They really let themselves go in this film. Hiding the secret formula from the laboratory inside a football? It’s inspired stuff. And they didn’t give a darn about the implausibility of having massive piles of cardboard boxes in the middle of nowhere, just so crooks could knock them over and fall into them. And people get soaked, as usual! Every nasty adult has to get a good soaking at some point in a CFF film. You need a bath or a stream for them to fall into – these films wouldn’t be the same without it. Blinker’s Spy Spotter has everything that would have done it for me as a kid.

But one question, Vic… what exactly is Crystal X? 

I would explain it to you, but you wouldn’t understand the intricacies of the chemical formulae.  

I guess you’ve probably signed the Official Secrets Act as well.  

That’s right. I’d like to tell you, but I’m afraid I can’t.

The Flying Sorcerer, from 1974, is good knockabout fun. Not for the only time in a CFF film, it essentially has time travel being invented by a bloke in a shed. In a quiet corner of his local airfield. It’s the most British scientific breakthrough imaginable.

Ha ha! And, talking about Britishness, what really appeals to me about this film… peanut butter plays a big part. At almost exactly the moment it first arrived in this country. It was an incredibly exotic thing to spread on your sandwiches! Peanut butter didn’t go on toast in those days, it went on thick white bread.

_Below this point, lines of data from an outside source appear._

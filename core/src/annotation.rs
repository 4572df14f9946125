//! Parameter type annotations and their mapping to option kinds.
//!
//! Rust cannot inspect a function's parameter types at runtime, so commands
//! describe each parameter's type with an [`Annotation`]. The [`OptionType`]
//! trait derives the annotation from a Rust type, which keeps declarations
//! close to the callback's own signature:
//!
//! ```
//! use slash_schema_core::{Annotation, OptionKind, OptionType, entity::User};
//!
//! assert_eq!(i64::annotation().option_kind(), Some(OptionKind::Integer));
//! assert_eq!(User::annotation().option_kind(), Some(OptionKind::User));
//! assert!(Option::<String>::annotation().is_optional());
//! ```

use crate::types::{ChannelType, OptionKind, OptionValue};

/// Declared type of a command parameter.
#[derive(Debug, Clone, PartialEq)]
pub enum Annotation {
    /// Text.
    Str,
    /// Any integer type.
    Int,
    /// Any floating point type.
    Float,
    /// Boolean.
    Bool,
    /// A user.
    User,
    /// A guild member.
    Member,
    /// A role.
    Role,
    /// An attachment.
    Attachment,
    /// A user or a role.
    Mentionable,
    /// A channel; `Some` for one specific channel class.
    Channel(Option<ChannelType>),
    /// A value that may be absent.
    Optional(Box<Annotation>),
    /// Any one of several types.
    Union(Vec<Annotation>),
    /// An explicit protocol option kind.
    Kind(OptionKind),
    /// A type without a protocol mapping.
    Other(String),
}

impl Annotation {
    /// Wraps an annotation as optional.
    pub fn optional(inner: Annotation) -> Self {
        Self::Optional(Box::new(inner))
    }

    /// Builds a union annotation.
    pub fn union(members: impl IntoIterator<Item = Annotation>) -> Self {
        Self::Union(members.into_iter().collect())
    }

    /// Returns `true` when the annotation admits absence.
    pub fn is_optional(&self) -> bool {
        match self {
            Self::Optional(_) => true,
            Self::Union(members) => members.iter().any(Annotation::is_optional),
            _ => false,
        }
    }

    /// Strips optional wrappers, returning the underlying annotation.
    pub fn strip_optional(&self) -> &Annotation {
        match self {
            Self::Optional(inner) => inner.strip_optional(),
            other => other,
        }
    }

    /// Maps the annotation to a protocol option kind, if it has one.
    ///
    /// # Examples
    ///
    /// ```
    /// use slash_schema_core::{Annotation, OptionKind};
    ///
    /// let mentionable = Annotation::union([Annotation::Role, Annotation::User, Annotation::Member]);
    /// assert_eq!(mentionable.option_kind(), Some(OptionKind::Mentionable));
    ///
    /// let users = Annotation::union([Annotation::User, Annotation::Member]);
    /// assert_eq!(users.option_kind(), Some(OptionKind::User));
    ///
    /// assert_eq!(Annotation::Other("Duration".into()).option_kind(), None);
    /// ```
    pub fn option_kind(&self) -> Option<OptionKind> {
        match self.strip_optional() {
            Self::Kind(kind) => Some(*kind),
            Self::Str => Some(OptionKind::String),
            Self::Int => Some(OptionKind::Integer),
            Self::Bool => Some(OptionKind::Boolean),
            Self::Float => Some(OptionKind::Number),
            Self::User | Self::Member => Some(OptionKind::User),
            Self::Channel(_) => Some(OptionKind::Channel),
            Self::Role => Some(OptionKind::Role),
            Self::Attachment => Some(OptionKind::Attachment),
            Self::Mentionable => Some(OptionKind::Mentionable),
            Self::Union(members) => union_kind(members),
            Self::Optional(_) | Self::Other(_) => None,
        }
    }

    /// Channel types implied by a channel annotation.
    ///
    /// A specific channel class yields its type; a union of specific classes
    /// yields all of them. Returns `None` when nothing narrows the channel.
    pub fn channel_types(&self) -> Option<Vec<ChannelType>> {
        let types: Vec<ChannelType> = match self.strip_optional() {
            Self::Channel(Some(channel_type)) => vec![*channel_type],
            Self::Union(members) => members
                .iter()
                .filter_map(|m| match m.strip_optional() {
                    Self::Channel(Some(channel_type)) => Some(*channel_type),
                    _ => None,
                })
                .collect(),
            _ => Vec::new(),
        };
        (!types.is_empty()).then_some(types)
    }
}

fn union_kind(members: &[Annotation]) -> Option<OptionKind> {
    let members: Vec<&Annotation> = members.iter().map(Annotation::strip_optional).collect();
    match members.as_slice() {
        [] => None,
        [single] => single.option_kind(),
        _ => {
            let is_user = |a: &&Annotation| matches!(a, Annotation::User | Annotation::Member);
            let is_channel = |a: &&Annotation| matches!(a, Annotation::Channel(_));

            if members.iter().all(is_user) {
                Some(OptionKind::User)
            } else if members.iter().all(is_channel) {
                Some(OptionKind::Channel)
            } else if members
                .iter()
                .all(|a| is_user(a) || matches!(a, Annotation::Role))
                && members.iter().any(|a| matches!(a, Annotation::Role))
                && members.iter().any(is_user)
            {
                Some(OptionKind::Mentionable)
            } else {
                None
            }
        }
    }
}

/// Rust types that can be declared as option parameters.
pub trait OptionType {
    /// The annotation describing this type.
    fn annotation() -> Annotation;
}

impl OptionType for String {
    fn annotation() -> Annotation {
        Annotation::Str
    }
}

impl OptionType for &str {
    fn annotation() -> Annotation {
        Annotation::Str
    }
}

impl OptionType for bool {
    fn annotation() -> Annotation {
        Annotation::Bool
    }
}

macro_rules! option_type {
    ($annotation:expr => $($ty:ty),+) => {
        $(
            impl OptionType for $ty {
                fn annotation() -> Annotation {
                    $annotation
                }
            }
        )+
    };
}

option_type!(Annotation::Int => i8, i16, i32, i64, u8, u16, u32, u64, isize, usize);
option_type!(Annotation::Float => f32, f64);

/// Any bound value. The option kind must come from a kind hint.
impl OptionType for OptionValue {
    fn annotation() -> Annotation {
        Annotation::Other("OptionValue".to_string())
    }
}

impl<T: OptionType> OptionType for Option<T> {
    fn annotation() -> Annotation {
        Annotation::optional(T::annotation())
    }
}

#[cfg(test)]
mod tests {
    use super::*;

    #[test]
    fn test_optional_is_unwrapped_for_kind() {
        let annotation = Annotation::optional(Annotation::Int);
        assert!(annotation.is_optional());
        assert_eq!(annotation.option_kind(), Some(OptionKind::Integer));
    }

    #[test]
    fn test_channel_union_resolves_types() {
        let annotation = Annotation::union([
            Annotation::Channel(Some(ChannelType::GuildText)),
            Annotation::Channel(Some(ChannelType::GuildVoice)),
        ]);
        assert_eq!(annotation.option_kind(), Some(OptionKind::Channel));
        assert_eq!(
            annotation.channel_types(),
            Some(vec![ChannelType::GuildText, ChannelType::GuildVoice])
        );
    }

    #[test]
    fn test_any_channel_has_no_channel_types() {
        assert_eq!(Annotation::Channel(None).channel_types(), None);
        assert_eq!(Annotation::Str.channel_types(), None);
    }

    #[test]
    fn test_mixed_union_is_unmapped() {
        let annotation = Annotation::union([Annotation::Str, Annotation::Int]);
        assert_eq!(annotation.option_kind(), None);
    }

    #[test]
    fn test_role_alone_in_union_is_role() {
        let annotation = Annotation::union([Annotation::optional(Annotation::Role)]);
        assert_eq!(annotation.option_kind(), Some(OptionKind::Role));
    }

    #[test]
    fn test_primitive_option_types() {
        assert_eq!(u16::annotation(), Annotation::Int);
        assert_eq!(f32::annotation(), Annotation::Float);
        assert_eq!(<&str>::annotation(), Annotation::Str);
        assert_eq!(
            Option::<bool>::annotation(),
            Annotation::Optional(Box::new(Annotation::Bool))
        );
    }
}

You spread it around on your Mothers Pride.

As a kid, it was something I’d only heard of through watching Charlie Brown cartoons. He had it in his sandwiches at school.  

Wasn’t it weird? It suddenly became a thing! My mum brought home a jar of peanut butter, and it was a really big deal. Something the Americans had! It was up there with us discovering broccoli. And muesli. Things we just didn’t have in those days.

And don’t forget, Harry Booth – who wrote and directed The Flying Sorcerer – also directed two On The Buses films. And there are numerous scenes in The Flying Sorcerer when Bob Todd’s character feels quite similar to Inspector Blakey. It’s almost like the airfield becomes the bus depot! “What are you doin’? I’ll get you…” (shakes fist). I hope you enjoyed seeing him trying to escape from the dragon, with the dragon crawling slowly along on ball bearings. Its little feet are rolling around, but it’s not getting anywhere very quickly.  

Again, another illusion shattered. I thought that was CGI.

Ha ha! It’s better than CGI.

This might be the geekiest question I’ve ever asked anyone, but the young hero of The Flying Sorcerer is played by an actor called Kim Burfield. Do you know if he’s the brother of Cheryl Burfield, from Timeslip?

Oh my God. I fear you may have shown yourself to be the geekiest of all. I hadn’t drawn that connection, but I now salute you as King Nerd.

And I shall wear that crown with pride. If either of us find the answer, let’s make a vow to let the other know.

Absolutely, and we’ll put it in the booklet for the reissue!  

You mentioned earlier that, when it came to eco-awareness, the CFF were always ahead of the curve. And Mr Selkie, from 1978, is an incredible example of that. We’re currently deluged with news stories about sewage and pollution being pumped into our rivers and oceans. And this 45-year-old film feels sadly and relevant… it’s about a sea-lion that assumes human form to complain about his undersea home being destroyed in exactly this way.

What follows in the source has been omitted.